Нюра укладывала Шураню-маленького. Никелированная кроватка его стояла в углу, за ширмой из марли. Нюра чуть оттянула вбок марлю, лишь потом взглянула на мужа.
Он слушал Силантия, выпятив обветренные губы. Значит, не соглашался. Молчал из уважения к старику.
Она подоткнула с обеих сторон кроватки одеяльце в накрахмаленном пододеяльнике. Присела в ногах у сына. В горле першило. Точно бы речной песок попал туда. Хотелось откашляться.
Нюра изведала это состояние. Тут не откашляешься. У Нюры першило в горле от мыслей, беспокоивших ее — что уж там скрывать! — не первый год. Она гнала их от себя, эти мысли. Но они были сродни тряпичному мячику на резинке. Чем с большей злостью Нюра отшвыривала их от себя, тем стремительнее они возвращались.
«Тоня — чистая душа. От нее подлости не жди… Но с чего это Александр каждый раз ради Тони в лепешку разбивается? От Чумакова оборонял. Понятно… Но грозиться на жилищной комиссии, что от своей комнаты откажется, коли Тоне не дадут? И вот сейчас. Молчит.

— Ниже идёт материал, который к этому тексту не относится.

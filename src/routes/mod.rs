/**
 * Routes Module
 * API route handlers and shared response plumbing
 */

pub mod auth;
pub mod blog;
pub mod books;
pub mod dashboard;
pub mod gear;
pub mod health;
pub mod projects;
pub mod rss;
pub mod social_links;
pub mod sports;
pub mod uploads;

use axum::{
    http::{HeaderMap, StatusCode},
    response::{IntoResponse, Response},
    Json,
};
use serde::Serialize;

use crate::domain::validate::ValidationErrors;
use crate::routes::auth::verify_access_token;

/// Error response
#[derive(Debug, Serialize)]
pub struct ErrorResponse {
    pub error: String,
    #[serde(skip_serializing_if = "Option::is_none")]
    pub message: Option<String>,
}

/// Success response (for delete)
#[derive(Debug, Serialize)]
pub struct SuccessResponse {
    pub success: bool,
}

pub fn error_response(status: StatusCode, error: &str) -> Response {
    (
        status,
        Json(ErrorResponse {
            error: error.to_string(),
            message: None,
        }),
    )
        .into_response()
}

pub fn not_found() -> Response {
    error_response(StatusCode::NOT_FOUND, "Not found")
}

pub fn db_unavailable() -> Response {
    error_response(StatusCode::SERVICE_UNAVAILABLE, "Database not available")
}

pub fn db_error(context: &str, e: sqlx::Error) -> Response {
    tracing::error!("Database error {}: {}", context, e);
    error_response(StatusCode::INTERNAL_SERVER_ERROR, "Database error")
}

/// 422 with the field-keyed error map, so forms can annotate inputs.
pub fn validation_failed(errors: ValidationErrors) -> Response {
    (StatusCode::UNPROCESSABLE_ENTITY, Json(errors)).into_response()
}

/// Duplicate-key races on unique columns surface as a validation-style 409,
/// never a 500.
pub fn is_unique_violation(e: &sqlx::Error) -> bool {
    match e {
        sqlx::Error::Database(db) => db.code().as_deref() == Some("23505"),
        _ => false,
    }
}

pub fn conflict(field: &str, message: &str) -> Response {
    let mut errors = ValidationErrors::new();
    errors.add(field, message);
    (StatusCode::CONFLICT, Json(errors)).into_response()
}

/// Extract and verify the bearer token for admin handlers.
pub fn verify_auth(headers: &HeaderMap) -> Result<(), Response> {
    let token = headers
        .get("authorization")
        .and_then(|v| v.to_str().ok())
        .and_then(|v| v.strip_prefix("Bearer "));

    match token {
        Some(t) => match verify_access_token(t) {
            Ok(_) => Ok(()),
            Err(_) => Err(error_response(
                StatusCode::UNAUTHORIZED,
                "Invalid or expired token",
            )),
        },
        None => Err(error_response(
            StatusCode::UNAUTHORIZED,
            "Authorization required",
        )),
    }
}

/// Clamp a requested limit into 1..=max.
pub fn clamp_limit(requested: Option<i64>, default: i64, max: i64) -> i64 {
    requested.unwrap_or(default).clamp(1, max)
}

#[cfg(test)]
mod tests {
    use super::*;

    #[test]
    fn test_clamp_limit() {
        assert_eq!(clamp_limit(None, 20, 100), 20);
        assert_eq!(clamp_limit(Some(5), 20, 100), 5);
        assert_eq!(clamp_limit(Some(0), 20, 100), 1);
        assert_eq!(clamp_limit(Some(1000), 20, 100), 100);
    }

    #[test]
    fn test_verify_auth_rejects_missing_header() {
        let headers = HeaderMap::new();
        assert!(verify_auth(&headers).is_err());
    }

    #[test]
    fn test_verify_auth_rejects_garbage_token() {
        let mut headers = HeaderMap::new();
        headers.insert("authorization", "Bearer not-a-jwt".parse().unwrap());
        assert!(verify_auth(&headers).is_err());
    }
}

Хорошо бы Тоня замуж вышла…» В ушах Нюры возник резкий Тонин голос, исполнявшей частушку о знакомых ребятах со стройки, которые, по Тониному уверению, для любви негожи. Вначале их надо хорошенько «побить-поколотить, образовать, потом любить…» Тоня часто пела эту частушку в клубе своим наиболее навязчивым ухажерам.
«После Шурани все ребята для нее негодящие. Свет он ей застил. Может, ей и впрямь лучше уйти на другую стройку? Нашла бы там свою судьбу».
Нюра придвинула ширму поближе к кроватке; подбежав к окну, оперлась коленом о подоконник, распахнула створку окна и высунулась на улицу, вдыхая открытым ртом сыроватый воздух.
— Сухота! — Она отмахивалась от мужа, который тащил ее за руку от окна. — Ох и сухотина у нас, Шураня! Как в Каракуме…
В той же квартире, на пропахшей дымком кухне, у стола, отскобленного ножом добела, сидел Гуща. Перед ним стояла огромная закопченная сковорода. Гуща насаживал на вилку сразу по нескольку кружков картошки поподжаристее, объяснял своей невестке Ксане, маленькой, круглоголовой, в желтоватом переднике в сбитом на затылок платочке, похожей на только что вылупившегося утенка:
— Положи на эту сковороду, на всю нашу ораву, две мерзлых картофелины. Как в войну. Мы, родные, не станем; друг у друга последний кусок изо рта рвать?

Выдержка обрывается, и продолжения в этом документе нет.